September 25, 2017

Web Census Notebook: A new tool for studying web privacy

As part of the Web Transparency and Accountability Project, we’ve been visiting the web’s top 1 million sites every month using our open-source privacy measurement tool OpenWPM. This has led to numerous worrying findings such as the systematic abuse of newly introduced web features for fingerprinting, leading to better privacy tools and occasionally strong responses from browser vendors.

Enabling research is great — OpenWPM has led to 14 papers so far — but research is slow and requires expertise. To make our work more directly useful, today we’re announcing a new tool to study web privacy: a Jupyter notebook interface and a set of libraries to quickly answer most questions about web tracking by querying the the 500 GB of data we collect every month.

Jupyter notebook is an intuitive tool for data analysis using Python, and it’s what we use here internally for much of our own research. Notebooks are accessible with a simple web interface; yet the code, data, and memory persists on the server if you close the browser and return to it later (even from a different device). Notebooks combine code with visualizations, making them ideal for data exploration and analysis.

Who could benefit from this tool? We envision uses such as these:

  • Publishers could use our data to understand third-party tracking on their own websites.
  • Journalists could use our data to investigate and expose privacy-infringing practices.
  • Regulators and enforcement agencies could use our tool in investigations.
  • Creators of browser privacy tools could use our data to test their effectiveness.
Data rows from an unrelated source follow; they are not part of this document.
//! Calendar domain types
//!
//! Events are owned by the hosted store and arrive as loosely-typed JSON
//! rows ([`RawEventRecord`]). They are normalized into [`CalendarEvent`] at
//! the fetch boundary; business logic never branches on wire shape.
//!
//! Day bucketing is done in the configured local time zone, not UTC: the
//! store keeps UTC timestamps, the dashboard renders local calendar days.

use chrono::{DateTime, NaiveDate, NaiveTime, TimeZone, Utc};
use chrono_tz::Tz;
use serde::{Deserialize, Serialize};
use uuid::Uuid;

use crate::constants;
use crate::errors::{OpsBoardError, Result};

/// Category of a calendar event, driving its display color.
#[derive(Debug, Clone, Copy, Default, PartialEq, Eq, Hash, Serialize, Deserialize)]
#[serde(rename_all = "snake_case")]
pub enum EventCategory {
    Meeting,
    SiteVisit,
    Deadline,
    Personal,
    #[default]
    #[serde(other)]
    Other,
}

/// Resolve the display color for a `(category, is_done)` pair.
///
/// Done events always render in the single completed color, regardless of
/// category.
pub fn display_color(category: EventCategory, is_done: bool) -> &'static str {
    if is_done {
        return constants::COLOR_COMPLETED;
    }
    match category {
        EventCategory::Meeting => constants::COLOR_MEETING,
        EventCategory::SiteVisit => constants::COLOR_SITE_VISIT,
        EventCategory::Deadline => constants::COLOR_DEADLINE,
        EventCategory::Personal => constants::COLOR_PERSONAL,
        EventCategory::Other => constants::COLOR_OTHER,
    }
}

/// Local calendar day of a UTC timestamp in the given zone.
pub fn local_day(timestamp: DateTime<Utc>, tz: Tz) -> NaiveDate {
    timestamp.with_timezone(&tz).date_naive()
}

/// Full-day bounds of a local calendar day, as UTC instants.
///
/// The bounds are pinned to `00:00:00.000` and `23:59:59.999` of the local
/// day rather than relying on timezone-implicit midnight.
pub fn local_day_bounds(day: NaiveDate, tz: Tz) -> (DateTime<Utc>, DateTime<Utc>) {
    let end_of_day =
        NaiveTime::from_hms_milli_opt(23, 59, 59, 999).unwrap_or(NaiveTime::MIN);
    let start = local_to_utc(day.and_time(NaiveTime::MIN), tz);
    let end = local_to_utc(day.and_time(end_of_day), tz);
    (start, end)
}

/// Map a naive local datetime to UTC.
///
/// DST ambiguity resolves to the earlier instant; a nonexistent local time
/// (spring-forward gap) falls back to reading the value as UTC.
fn local_to_utc(naive: chrono::NaiveDateTime, tz: Tz) -> DateTime<Utc> {
    match tz.from_local_datetime(&naive) {
        chrono::LocalResult::Single(dt) => dt.with_timezone(&Utc),
        chrono::LocalResult::Ambiguous(earlier, _) => earlier.with_timezone(&Utc),
        chrono::LocalResult::None => DateTime::<Utc>::from_naive_utc_and_offset(naive, Utc),
    }
}

/// A calendar event in its canonical, normalized shape.
///
/// Invariant: `end_time` is never before `start_time`. All-day events carry
/// local full-day bounds.
#[derive(Debug, Clone, PartialEq, Serialize, Deserialize)]
#[serde(rename_all = "camelCase")]
pub struct CalendarEvent {
    pub id: String,
    pub title: String,
    #[serde(default)]
    pub description: Option<String>,
    pub start_time: DateTime<Utc>,
    pub end_time: DateTime<Utc>,
    #[serde(default)]
    pub all_day: bool,
    #[serde(default)]
    pub location: Option<String>,
    #[serde(default)]
    pub category: EventCategory,
    #[serde(default)]
    pub is_done: bool,
    #[serde(default)]
    pub client_name: Option<String>,
    #[serde(default)]
    pub assigned_user_ids: Vec<String>,
}

impl CalendarEvent {
    /// Duration of the event; invariant across a move, changed only by a
    /// resize.
    pub fn duration(&self) -> chrono::Duration {
        self.end_time - self.start_time
    }

    /// Resolved display color for the current `(category, is_done)` pair.
    pub fn display_color(&self) -> &'static str {
        display_color(self.category, self.is_done)
    }

    /// True when `user_id` appears in the normalized assignee list.
    pub fn is_assigned_to(&self, user_id: &str) -> bool {
        self.assigned_user_ids.iter().any(|id| id == user_id)
    }

    /// Pin the time bounds to the full local day containing `start_time`.
    pub fn pin_all_day_bounds(&mut self, tz: Tz) {
        let day = local_day(self.start_time, tz);
        let (start, end) = local_day_bounds(day, tz);
        self.start_time = start;
        self.end_time = end;
    }
}

/// Payload for creating a new event.
#[derive(Debug, Clone, PartialEq, Serialize, Deserialize)]
#[serde(rename_all = "camelCase")]
pub struct EventDraft {
    pub title: String,
    #[serde(default)]
    pub description: Option<String>,
    pub start_time: DateTime<Utc>,
    pub end_time: DateTime<Utc>,
    #[serde(default)]
    pub all_day: bool,
    #[serde(default)]
    pub location: Option<String>,
    #[serde(default)]
    pub category: EventCategory,
    #[serde(default)]
    pub client_name: Option<String>,
    #[serde(default)]
    pub assigned_user_ids: Vec<String>,
}

impl EventDraft {
    /// Validate the draft and build the event that will be written remotely.
    ///
    /// # Errors
    /// `OpsBoardError::Validation` for an empty title or inverted time
    /// bounds.
    pub fn into_event(self, tz: Tz) -> Result<CalendarEvent> {
        if self.title.trim().is_empty() {
            return Err(OpsBoardError::Validation("event title is required".into()));
        }
        if !self.all_day && self.end_time < self.start_time {
            return Err(OpsBoardError::Validation(
                "event end time must not be before its start time".into(),
            ));
        }
        let mut event = CalendarEvent {
            id: Uuid::new_v4().to_string(),
            title: self.title,
            description: self.description,
            start_time: self.start_time,
            end_time: self.end_time,
            all_day: self.all_day,
            location: self.location,
            category: self.category,
            is_done: false,
            client_name: self.client_name,
            assigned_user_ids: self.assigned_user_ids,
        };
        if event.all_day {
            event.pin_all_day_bounds(tz);
        }
        Ok(event)
    }
}

/// Partial update for an event; unset fields are left untouched.
///
/// Serializes with unset fields skipped so it can be merged generically
/// into the remote row.
#[derive(Debug, Clone, Default, PartialEq, Serialize, Deserialize)]
#[serde(rename_all = "camelCase")]
pub struct EventPatch {
    #[serde(skip_serializing_if = "Option::is_none")]
    pub title: Option<String>,
    #[serde(skip_serializing_if = "Option::is_none")]
    pub description: Option<String>,
    #[serde(skip_serializing_if = "Option::is_none")]
    pub start_time: Option<DateTime<Utc>>,
    #[serde(skip_serializing_if = "Option::is_none")]
    pub end_time: Option<DateTime<Utc>>,
    #[serde(skip_serializing_if = "Option::is_none")]
    pub all_day: Option<bool>,
    #[serde(skip_serializing_if = "Option::is_none")]
    pub location: Option<String>,
    #[serde(skip_serializing_if = "Option::is_none")]
    pub category: Option<EventCategory>,
    #[serde(skip_serializing_if = "Option::is_none")]
    pub is_done: Option<bool>,
    #[serde(skip_serializing_if = "Option::is_none")]
    pub client_name: Option<String>,
    #[serde(skip_serializing_if = "Option::is_none")]
    pub assigned_user_ids: Option<Vec<String>>,
}

impl EventPatch {
    /// Apply the set fields to a local event (the optimistic half of a
    /// mutation; the same patch is sent to the store).
    pub fn apply_to(&self, event: &mut CalendarEvent) {
        if let Some(title) = &self.title {
            event.title = title.clone();
        }
        if let Some(description) = &self.description {
            event.description = Some(description.clone());
        }
        if let Some(start_time) = self.start_time {
            event.start_time = start_time;
        }
        if let Some(end_time) = self.end_time {
            event.end_time = end_time;
        }
        if let Some(all_day) = self.all_day {
            event.all_day = all_day;
        }
        if let Some(location) = &self.location {
            event.location = Some(location.clone());
        }
        if let Some(category) = self.category {
            event.category = category;
        }
        if let Some(is_done) = self.is_done {
            event.is_done = is_done;
        }
        if let Some(client_name) = &self.client_name {
            event.client_name = Some(client_name.clone());
        }
        if let Some(ids) = &self.assigned_user_ids {
            event.assigned_user_ids = ids.clone();
        }
    }
}

/// An event row exactly as the hosted store returns it.
///
/// The store is loosely typed: `assignedUserIds` arrives as a single string,
/// a number, an array of either, or not at all. [`RawEventRecord::normalize`]
/// collapses all of those into one canonical shape immediately after fetch.
#[derive(Debug, Clone, Deserialize)]
#[serde(rename_all = "camelCase")]
pub struct RawEventRecord {
    pub id: String,
    pub title: String,
    #[serde(default)]
    pub description: Option<String>,
    pub start_time: DateTime<Utc>,
    pub end_time: DateTime<Utc>,
    #[serde(default)]
    pub all_day: bool,
    #[serde(default)]
    pub location: Option<String>,
    #[serde(default)]
    pub category: EventCategory,
    #[serde(default)]
    pub is_done: bool,
    #[serde(default)]
    pub client_name: Option<String>,
    #[serde(default)]
    pub assigned_user_ids: Option<serde_json::Value>,
}

impl RawEventRecord {
    /// Normalize the raw row into the canonical event shape.
    ///
    /// Assignee ids are coerced to strings whatever their wire shape; an
    /// end before the start is clamped to the start; all-day rows get their
    /// bounds pinned to the full local day.
    pub fn normalize(self, tz: Tz) -> CalendarEvent {
        let assigned_user_ids =
            self.assigned_user_ids.map(coerce_id_list).unwrap_or_default();
        let mut event = CalendarEvent {
            id: self.id,
            title: self.title,
            description: self.description,
            start_time: self.start_time,
            end_time: self.end_time.max(self.start_time),
            all_day: self.all_day,
            location: self.location,
            category: self.category,
            is_done: self.is_done,
            client_name: self.client_name,
            assigned_user_ids,
        };
        if event.all_day {
            event.pin_all_day_bounds(tz);
        }
        event
    }
}

fn coerce_id_list(value: serde_json::Value) -> Vec<String> {
    match value {
        serde_json::Value::Array(items) => {
            items.into_iter().filter_map(coerce_id).collect()
        }
        other => coerce_id(other).into_iter().collect(),
    }
}

fn coerce_id(value: serde_json::Value) -> Option<String> {
    match value {
        serde_json::Value::String(s) => Some(s),
        serde_json::Value::Number(n) => Some(n.to_string()),
        _ => None,
    }
}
Let’s look at an example that shows the feel of the interface. The code below computes the average number of embedded trackers on the top 100 websites in various categories such as “news” and “shopping”. It is intuitive and succinct. Without our interface, not only would the SQL version of this query be much more cumbersome, but it would require a ton of legwork and setup to even get to a point where you can write the query. Now you just need to point your browser at our notebook.

    for category, domains in census.first_parties.alexa_categories.items():
        avg = sum(1 for first_party in domains[:100]
                    for third_party in first_party.third_party_resources
                    if third_party.is_tracker) / 100
        print("Average number of trackers on %s sites: %.1f" % (category, avg))

The results confirm our finding that news sites have the most trackers, and adult sites the least. [1]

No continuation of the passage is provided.